We used the chi-square statistic and Student’s t test to assess preintervention and postintervention differences between intervention and control groups. We developed estimates of the prevalence of depression in their practices by dividing the estimated number of adult patients who have major depression by the estimated number of adult patients seen during a typical week.

If we found significant differences in the postintervention scores, we controlled for potential confounding variables (physician sex, specialty, and suspicion or detection of the standardized patient) using logistic and multiple linear regression for categorical and interval variables, respectively. Because of the small sample size, we did separate analyses for each confounding variable that included an interaction term between the confounding and intervention variable. An interaction term was considered significant if the P value was less than .2. If the interaction was not significant, the interaction term was excluded from the final analysis. If an interaction term was significant, the results were analyzed by level of the confounding variable. All tests were 2-tailed using an a of 0.05.

Results

Forty-nine (88%) of the 56 randomly assigned physicians completed the study. There were no statistically significant demographic differences between intervention and control groups (Table 3). The physicians were predominantly men, family physicians, and in single-speciality or multispecialty groups. Capitation and other forms of managed care accounted for approximately 60% of their practices’ revenue. On average, the physicians felt responsible for recognizing and treating depression.

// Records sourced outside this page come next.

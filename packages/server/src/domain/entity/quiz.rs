//! Quiz session state machine.
//!
//! ```text
//! Waiting ──start──▶ Playing ──advance past last──▶ Finished
//!                     │  ▲
//!                     └──┘ advance / dispatch
//! ```
//!
//! Progression is driven by timers owned by the use case layer, but the
//! session owns the single [`PendingAdvance`] slot. Scheduling a new wait
//! always cancels the previous one, and a timer may only act if its
//! [`AdvanceToken`] still matches the slot, so each question transitions
//! exactly once no matter which trigger wins.

use serde::{Deserialize, Serialize};
use tokio::task::AbortHandle;

use crate::domain::{error::DomainError, value_object::Timestamp};

use super::question::Question;

/// Lifecycle of a quiz session.
#[derive(Debug, Clone, Copy, PartialEq, Eq, Serialize, Deserialize)]
#[serde(rename_all = "lowercase")]
pub enum QuizStatus {
    Waiting,
    Playing,
    Finished,
}

/// Why a pending wait was scheduled.
#[derive(Debug, Clone, Copy, PartialEq, Eq)]
pub enum AdvanceTrigger {
    /// Lead-in after `start`; dispatches the first question.
    LeadIn,
    /// Question time limit (plus buffer) ran out.
    QuestionTimeout,
    /// Everyone answered; grace delay before moving on.
    AllAnswered,
}

/// Identifies one scheduled wait. Stale tokens are ignored.
#[derive(Debug, Clone, Copy, PartialEq, Eq)]
pub struct AdvanceToken {
    generation: u64,
}

/// The one outstanding wait of a session.
#[derive(Debug)]
pub struct PendingAdvance {
    token: AdvanceToken,
    trigger: AdvanceTrigger,
    abort: Option<AbortHandle>,
}

/// Outcome of [`QuizSession::advance`].
#[derive(Debug, Clone, Copy, PartialEq, Eq)]
pub enum Advance {
    /// Moved on to this question index; it still needs dispatching.
    Next(usize),
    /// No questions left; the session is now finished.
    Finished,
}

/// Snapshot of a freshly dispatched question.
#[derive(Debug, Clone, PartialEq)]
pub struct DispatchedQuestion {
    pub index: usize,
    pub total: usize,
    pub question: Question,
    pub started_at: Timestamp,
    pub expected_answerer_count: usize,
}

#[derive(Debug)]
pub struct QuizSession {
    status: QuizStatus,
    questions: Vec<Question>,
    current_index: Option<usize>,
    /// Index whose `question_started_at` has been stamped.
    dispatched_index: Option<usize>,
    question_started_at: Option<Timestamp>,
    answered_count: usize,
    expected_answerer_count: usize,
    pending: Option<PendingAdvance>,
    generation: u64,
}

impl QuizSession {
    pub fn new(questions: Vec<Question>) -> Self {
        Self {
            status: QuizStatus::Waiting,
            questions,
            current_index: None,
            dispatched_index: None,
            question_started_at: None,
            answered_count: 0,
            expected_answerer_count: 0,
            pending: None,
            generation: 0,
        }
    }

    pub fn status(&self) -> QuizStatus {
        self.status
    }

    pub fn questions(&self) -> &[Question] {
        &self.questions
    }

    pub fn total_questions(&self) -> usize {
        self.questions.len()
    }

    /// Current question index, `-1` before the quiz starts.
    pub fn current_index(&self) -> i64 {
        self.current_index.map_or(-1, |i| i as i64)
    }

    pub fn current_question(&self) -> Option<&Question> {
        self.current_index.and_then(|i| self.questions.get(i))
    }

    pub fn question_started_at(&self) -> Option<Timestamp> {
        self.question_started_at
    }

    pub fn answered_count(&self) -> usize {
        self.answered_count
    }

    pub fn expected_answerer_count(&self) -> usize {
        self.expected_answerer_count
    }

    pub fn pending_trigger(&self) -> Option<AdvanceTrigger> {
        self.pending.as_ref().map(|p| p.trigger)
    }

    /// Whether the current question is live and accepting answers.
    pub fn is_accepting_answers(&self) -> bool {
        self.status == QuizStatus::Playing
            && self.current_index.is_some()
            && self.dispatched_index == self.current_index
    }

    /// Leave `Waiting`. `custom` replaces the question list when non-empty.
    ///
    /// Returns the number of questions in play.
    pub fn start(&mut self, custom: Option<Vec<Question>>) -> Result<usize, DomainError> {
        if self.status != QuizStatus::Waiting {
            return Err(DomainError::QuizAlreadyStarted);
        }
        if let Some(questions) = custom.filter(|q| !q.is_empty()) {
            self.questions = questions;
        }
        if self.questions.is_empty() {
            return Err(DomainError::InvalidQuestion(
                "no questions to play".to_string(),
            ));
        }

        self.status = QuizStatus::Playing;
        self.current_index = Some(0);
        Ok(self.questions.len())
    }

    /// Stamp the current question as started and snapshot the answerer count.
    ///
    /// A question is dispatched at most once.
    pub fn dispatch_current(
        &mut self,
        player_count: usize,
        now: Timestamp,
    ) -> Result<DispatchedQuestion, DomainError> {
        if self.status != QuizStatus::Playing {
            return Err(DomainError::QuizNotInProgress);
        }
        let index = self.current_index.ok_or(DomainError::QuizNotInProgress)?;
        if self.dispatched_index == Some(index) {
            return Err(DomainError::QuestionClosed {
                question_number: index + 1,
            });
        }
        let question = self
            .questions
            .get(index)
            .cloned()
            .ok_or(DomainError::QuizNotInProgress)?;

        self.dispatched_index = Some(index);
        self.question_started_at = Some(now);
        self.answered_count = 0;
        self.expected_answerer_count = player_count;

        Ok(DispatchedQuestion {
            index,
            total: self.questions.len(),
            question,
            started_at: now,
            expected_answerer_count: player_count,
        })
    }

    /// Move past the current question.
    pub fn advance(&mut self) -> Result<Advance, DomainError> {
        if self.status != QuizStatus::Playing {
            return Err(DomainError::QuizNotInProgress);
        }
        let next = self.current_index.map_or(0, |i| i + 1);
        if next >= self.questions.len() {
            self.finish();
            return Ok(Advance::Finished);
        }
        self.current_index = Some(next);
        self.question_started_at = None;
        self.answered_count = 0;
        Ok(Advance::Next(next))
    }

    /// Terminal transition. Cancels any pending wait.
    pub fn finish(&mut self) {
        self.cancel_pending();
        self.status = QuizStatus::Finished;
        self.question_started_at = None;
    }

    /// Count one accepted answer; `true` when every expected player has answered.
    pub(crate) fn register_answer(&mut self) -> bool {
        self.answered_count += 1;
        self.answered_count == self.expected_answerer_count
    }

    /// Open the pending slot for a new wait, cancelling whatever was there.
    pub fn schedule_advance(&mut self, trigger: AdvanceTrigger) -> AdvanceToken {
        self.cancel_pending();
        self.generation += 1;
        let token = AdvanceToken {
            generation: self.generation,
        };
        self.pending = Some(PendingAdvance {
            token,
            trigger,
            abort: None,
        });
        token
    }

    /// Attach the timer task backing `token`. A handle for a superseded
    /// token is aborted right away.
    pub fn attach_abort_handle(&mut self, token: AdvanceToken, handle: AbortHandle) {
        match self.pending.as_mut() {
            Some(pending) if pending.token == token => pending.abort = Some(handle),
            _ => handle.abort(),
        }
    }

    /// Consume the pending slot if `token` still owns it.
    ///
    /// Returns the trigger the timer was scheduled for, or `None` when the
    /// wait was superseded or cancelled.
    pub fn claim_pending(&mut self, token: AdvanceToken) -> Option<AdvanceTrigger> {
        if self.pending.as_ref().is_some_and(|p| p.token == token) {
            self.pending.take().map(|p| p.trigger)
        } else {
            None
        }
    }

    pub fn cancel_pending(&mut self) {
        if let Some(PendingAdvance {
            abort: Some(handle),
            ..
        }) = self.pending.take()
        {
            handle.abort();
        }
    }
}

#[cfg(test)]
mod tests {
    use super::*;
    use crate::domain::entity::question::default_bank;

    fn session() -> QuizSession {
        QuizSession::new(default_bank())
    }

    #[test]
    fn test_new_session_is_waiting() {
        // テスト項目: 新しいセッションは waiting 状態で current_index は -1
        let s = session();

        assert_eq!(s.status(), QuizStatus::Waiting);
        assert_eq!(s.current_index(), -1);
        assert!(!s.is_accepting_answers());
    }

    #[test]
    fn test_start_moves_to_playing_without_opening_question() {
        // テスト項目: start で playing に遷移するが、dispatch までは回答を受け付けない
        // given (前提条件):
        let mut s = session();

        // when (操作):
        let total = s.start(None).unwrap();

        // then (期待する結果):
        assert_eq!(total, 8);
        assert_eq!(s.status(), QuizStatus::Playing);
        assert_eq!(s.current_index(), 0);
        assert!(!s.is_accepting_answers());
    }

    #[test]
    fn test_start_twice_is_conflict() {
        // テスト項目: 既に開始したクイズの再 start は拒否される
        let mut s = session();
        s.start(None).unwrap();

        assert_eq!(s.start(None), Err(DomainError::QuizAlreadyStarted));
    }

    #[test]
    fn test_dispatch_stamps_once() {
        // テスト項目: 同じ問題は一度しか dispatch できない
        // given (前提条件):
        let mut s = session();
        s.start(None).unwrap();

        // when (操作):
        let first = s.dispatch_current(3, Timestamp::new(5_000)).unwrap();
        let second = s.dispatch_current(3, Timestamp::new(6_000));

        // then (期待する結果):
        assert_eq!(first.index, 0);
        assert_eq!(first.expected_answerer_count, 3);
        assert_eq!(s.question_started_at(), Some(Timestamp::new(5_000)));
        assert!(matches!(second, Err(DomainError::QuestionClosed { .. })));
        assert!(s.is_accepting_answers());
    }

    #[test]
    fn test_advance_walks_to_finished() {
        // テスト項目: advance は index を1つずつ進め、最後を超えると finished になる
        // given (前提条件):
        let mut s = session();
        s.start(None).unwrap();

        // when (操作) / then (期待する結果):
        for expected in 1..8 {
            s.dispatch_current(1, Timestamp::new(0)).unwrap();
            assert_eq!(s.advance(), Ok(Advance::Next(expected)));
            assert!(!s.is_accepting_answers());
        }
        s.dispatch_current(1, Timestamp::new(0)).unwrap();
        assert_eq!(s.advance(), Ok(Advance::Finished));
        assert_eq!(s.status(), QuizStatus::Finished);
        assert_eq!(s.advance(), Err(DomainError::QuizNotInProgress));
    }

    #[test]
    fn test_register_answer_reports_all_answered_once() {
        // テスト項目: 回答数が期待数に達した瞬間だけ true を返す
        let mut s = session();
        s.start(None).unwrap();
        s.dispatch_current(2, Timestamp::new(0)).unwrap();

        assert!(!s.register_answer());
        assert!(s.register_answer());
        assert_eq!(s.answered_count(), 2);
    }

    #[test]
    fn test_newer_schedule_supersedes_older_token() {
        // テスト項目: 新しい待機を登録すると古いトークンは無効になる
        // given (前提条件):
        let mut s = session();
        let timeout = s.schedule_advance(AdvanceTrigger::QuestionTimeout);

        // when (操作):
        let grace = s.schedule_advance(AdvanceTrigger::AllAnswered);

        // then (期待する結果):
        assert_eq!(s.claim_pending(timeout), None);
        assert_eq!(s.claim_pending(grace), Some(AdvanceTrigger::AllAnswered));
        // 一度 claim したトークンは再利用できない
        assert_eq!(s.claim_pending(grace), None);
    }

    #[test]
    fn test_finish_cancels_pending() {
        // テスト項目: finish は保留中の待機をキャンセルする
        let mut s = session();
        s.start(None).unwrap();
        let token = s.schedule_advance(AdvanceTrigger::QuestionTimeout);

        s.finish();

        assert_eq!(s.pending_trigger(), None);
        assert_eq!(s.claim_pending(token), None);
    }

    #[tokio::test]
    async fn test_schedule_aborts_previous_task() {
        // テスト項目: 待機を差し替えると、前のタイマータスクが abort される
        // given (前提条件):
        let mut s = session();
        let token = s.schedule_advance(AdvanceTrigger::QuestionTimeout);
        let task = tokio::spawn(std::future::pending::<()>());
        s.attach_abort_handle(token, task.abort_handle());

        // when (操作):
        s.schedule_advance(AdvanceTrigger::AllAnswered);

        // then (期待する結果):
        let err = task.await.unwrap_err();
        assert!(err.is_cancelled());
    }

    #[tokio::test]
    async fn test_stale_handle_is_aborted_on_attach() {
        // テスト項目: 既に無効なトークンに紐づくハンドルは即座に abort される
        let mut s = session();
        let stale = s.schedule_advance(AdvanceTrigger::QuestionTimeout);
        s.schedule_advance(AdvanceTrigger::AllAnswered);
        let task = tokio::spawn(std::future::pending::<()>());

        s.attach_abort_handle(stale, task.abort_handle());

        assert!(task.await.unwrap_err().is_cancelled());
    }
}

Study physicians did well on the 54-item postintervention knowledge test. Intervention and control groups did not differ significantly in their mean scores (41.5 ± 5.1 and 39.3 ± 4.8, respectively, t = 1.52, P = .136). In addition, most of the physicians agreed or strongly agreed with the statement “I am very knowledgeable in the use of antidepressants” (64% intervention and 44% control, c2 = 1.84, P = .175).

Intervention physicians performed better than control physicians on many of the behaviors assessed by the 2 unannounced standardized patients (Table 4). For Louise Williams, after controlling for the physicians’ sex, specialty, and suspicion that she was a standardized patient, intervention physicians were more likely to assess 5 or more criteria of major depression, suicidal ideation, and stress at home and to discuss the possibility of depression (Table 4). The intervention group also had significantly higher ratings on patient satisfaction, establishing rapport, and participatory decision making. Intervention physicians and control physicians did not differ in the amount of time they spent with Louise Williams (mean minutes ± standard deviation [SD]: 32.2 ± 10.5 and 28.6 ± 14.2, respectively, t = 0.99, P = .33) or in the percentage who suspected she was a standardized patient (56% of intervention and 42% of control physicians suspected or detected, c2= 0.987, P = .32).